From here you can "Back to list" or go to "View details", where you'll find the delivery logs for each event.
Managing your webhooks
The list shows all the webhooks you've created, with their status (active), whether they're Signed (a secret is configured), the URL, and how many events they're subscribed to. You can sort them by Recent or Alphabetical and search by name.
Webhook detail
Opening a webhook shows at a glance its status (Active), the URL, the signature (with or without a secret), and the number of subscribed events, plus a shortcut to Logs.
Recent deliveries lists the last 5 deliveries with their status, event, HTTP code, and latency. Use "Test" to send a test event (you can choose which one) or "View full history" to open the logs.
Configuration
From the configuration you can change the name, the URL, add or remove the signing secret, manage custom headers, and adjust which events it's subscribed to.
Delivery logs
The full history of delivery attempts for this webhook. Records are kept for 30 days and then deleted automatically.
At the top you'll see aggregate metrics: Total, Successes, Errors, Error rate, and P50 / P95 latencies. You can filter by All / Successes / Errors, filter by event, search, and Export the history as JSON or CSV.

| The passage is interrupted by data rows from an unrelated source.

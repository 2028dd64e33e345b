//! # Operator Repository
//!
//! The credential store: checks an operator's username and password
//! against the `users` table.
//!
//! ## Login Check
//! ```text
//! ┌─────────────────────────────────────────────────────────────────────────┐
//! │                                                                         │
//! │  authenticate("operator1", "password123")                              │
//! │       │                                                                 │
//! │       ▼                                                                 │
//! │  SELECT password FROM users WHERE username = 'operator1'               │
//! │       │                                                                 │
//! │       ├── no row            → false                                    │
//! │       ├── stored != given   → false                                    │
//! │       └── stored == given   → true                                     │
//! │                                                                         │
//! └─────────────────────────────────────────────────────────────────────────┘
//! ```
//!
//! Passwords are stored and compared as plaintext, with no lockout or
//! rate limiting. Callers depend only on [`CredentialStore`], so a hashed
//! scheme can replace this repository without touching them.

use async_trait::async_trait;
use sqlx::SqlitePool;
use tracing::debug;

use crate::error::DbResult;

/// Decides whether a username/password pair may log in.
#[async_trait]
pub trait CredentialStore: Send + Sync {
    /// Returns `true` only for an exact, case-sensitive match of both
    /// fields. Unknown usernames and empty strings return `false`.
    async fn authenticate(&self, username: &str, password: &str) -> DbResult<bool>;
}

/// Repository for the `users` table.
#[derive(Debug, Clone)]
pub struct OperatorRepository {
    pool: SqlitePool,
}

impl OperatorRepository {
    /// Creates a new OperatorRepository.
    pub fn new(pool: SqlitePool) -> Self {
        OperatorRepository { pool }
    }

    /// Counts operators (for diagnostics).
    pub async fn count(&self) -> DbResult<i64> {
        let count: i64 = sqlx::query_scalar("SELECT COUNT(*) FROM users")
            .fetch_one(&self.pool)
            .await?;

        Ok(count)
    }
}

#[async_trait]
impl CredentialStore for OperatorRepository {
    async fn authenticate(&self, username: &str, password: &str) -> DbResult<bool> {
        debug!(username = %username, "Checking operator credentials");

        let stored: Option<String> =
            sqlx::query_scalar("SELECT password FROM users WHERE username = ?1")
                .bind(username)
                .fetch_optional(&self.pool)
                .await?;

        let matched = stored.is_some_and(|stored| stored == password);
        debug!(username = %username, matched, "Credential check complete");

        Ok(matched)
    }
}

#[cfg(test)]
mod tests {
    use super::*;
    use crate::pool::{Database, DbConfig};
    use crate::schema::SEED_OPERATORS;

    async fn store() -> OperatorRepository {
        Database::open(DbConfig::in_memory())
            .await
            .unwrap()
            .operators()
    }

    #[tokio::test]
    async fn test_seeded_operators_authenticate() {
        let store = store().await;

        for (username, password) in SEED_OPERATORS {
            assert!(store.authenticate(username, password).await.unwrap());
        }
    }

    #[tokio::test]
    async fn test_wrong_password_denied() {
        let store = store().await;

        assert!(store.authenticate("operator1", "password123").await.unwrap());
        assert!(!store.authenticate("operator1", "wrong").await.unwrap());
    }

    #[tokio::test]
    async fn test_comparison_is_exact() {
        let store = store().await;

        assert!(!store.authenticate("Operator1", "password123").await.unwrap());
        assert!(!store.authenticate("operator1", "PASSWORD123").await.unwrap());
        assert!(!store.authenticate("operator1", "password123 ").await.unwrap());
    }

    #[tokio::test]
    async fn test_unknown_and_empty_denied() {
        let store = store().await;

        assert!(!store.authenticate("operator3", "password123").await.unwrap());
        assert!(!store.authenticate("", "").await.unwrap());
        assert!(!store.authenticate("operator1", "").await.unwrap());
    }

    #[tokio::test]
    async fn test_usable_as_trait_object() {
        let store: Box<dyn CredentialStore> = Box::new(store().await);

        assert!(store.authenticate("operator2", "password123").await.unwrap());
    }

    #[tokio::test]
    async fn test_count() {
        assert_eq!(store().await.count().await.unwrap(), 2);
    }
}
//! # Operator Console
//!
//! Line-based front-end: login prompt, command menu and field-by-field
//! forms over any async reader and writer.
//!
//! ## Session Flow
//! ```text
//! ┌─────────────────────────────────────────────────────────────────────────┐
//! │                                                                         │
//! │  Username / Password ◄──────────── denied: message, ask again          │
//! │       │ ok                                    ▲                         │
//! │       ▼                                       │                         │
//! │  Welcome, operator1                           │ logout                  │
//! │       │                                       │                         │
//! │       ▼                                       │                         │
//! │  > receive | sell | product ──► form ──► save ┤                         │
//! │  > receipts | sales | products ──► list ──────┤                         │
//! │  > quit / end of input ──► exit               │                         │
//! │                                                                         │
//! └─────────────────────────────────────────────────────────────────────────┘
//! ```
//!
//! ## Form Handling
//! Every field is prompted once. If validation rejects the form only the
//! named field is asked again; the other answers are kept. A storage
//! failure on save is reported and the submission dropped. End of input
//! anywhere ends the session.

use tokio::io::{self, AsyncBufRead, AsyncBufReadExt, AsyncWrite, AsyncWriteExt};
use tracing::{debug, warn};

use crate::commands::auth::{self, OperatorSession};
use crate::commands::{product, receiving, sales};
use crate::error::ApiError;
use crate::state::{AppConfig, DbState};
use stockroom_core::forms::{FormField, FormInput, GoodsReceiptForm, ProductForm, SaleForm};
use stockroom_core::validation::ValidationResult;
use stockroom_core::{Money, TaxRate, UnitOfMeasure};

const BANNER: &str = "Stockroom inventory";

const MENU: &str = "\
Commands:
  receive   record goods received from a supplier
  sell      record a sale to a customer
  product   add a product to the master list
  receipts  list goods received
  sales     list sales
  products  list the product master
  help      show this list
  logout    switch operator
  quit      exit";

/// Fields that take a unit of measurement.
const UNIT_FIELDS: [&str; 2] = ["unit", "default_unit"];

/// Field whose value selects product defaults.
const PRODUCT_NAME_FIELD: &str = "product_name";

/// Answers used when the operator leaves a field blank.
type Defaults = Vec<(&'static str, String)>;

/// Which master-list values a form takes once its product is known.
#[derive(Debug, Clone, Copy)]
struct Prefill {
    /// Form field that receives the product's price.
    price_field: &'static str,
}

/// What happened to a form.
enum Filled<T> {
    Valid(T),
    Abandoned,
    EndOfInput,
}

/// Result of one menu command.
enum Flow {
    Continue,
    EndOfInput,
}

/// How a logged-in session ended.
enum SessionEnd {
    Logout,
    Quit,
}

/// The interactive console.
///
/// ## Usage
/// ```rust,ignore
/// let stdin = BufReader::new(tokio::io::stdin());
/// let mut console = Console::new(&db, &config, stdin, tokio::io::stdout());
/// console.run().await?;
/// ```
pub struct Console<'a, R, W> {
    db: &'a DbState,
    config: &'a AppConfig,
    input: R,
    output: W,
}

Expanding a delivery shows its full detail:
| Field | Description |
|---|---|
| URL | The endpoint the event was delivered to. |
| Event ID | Unique identifier of the event. |
| HTTP | Your endpoint's response code (for example, 429 Too many requests). |
| Expires | Date when the record will be deleted (after 30 days). |
| Request body | The JSON payload Platica sent. |
| Response body | The response your endpoint returned. |
If your endpoint doesn't respond with a successful code, Platica applies automatic retries. Check the logs to diagnose failed deliveries (4xx/5xx codes, timeouts, etc.).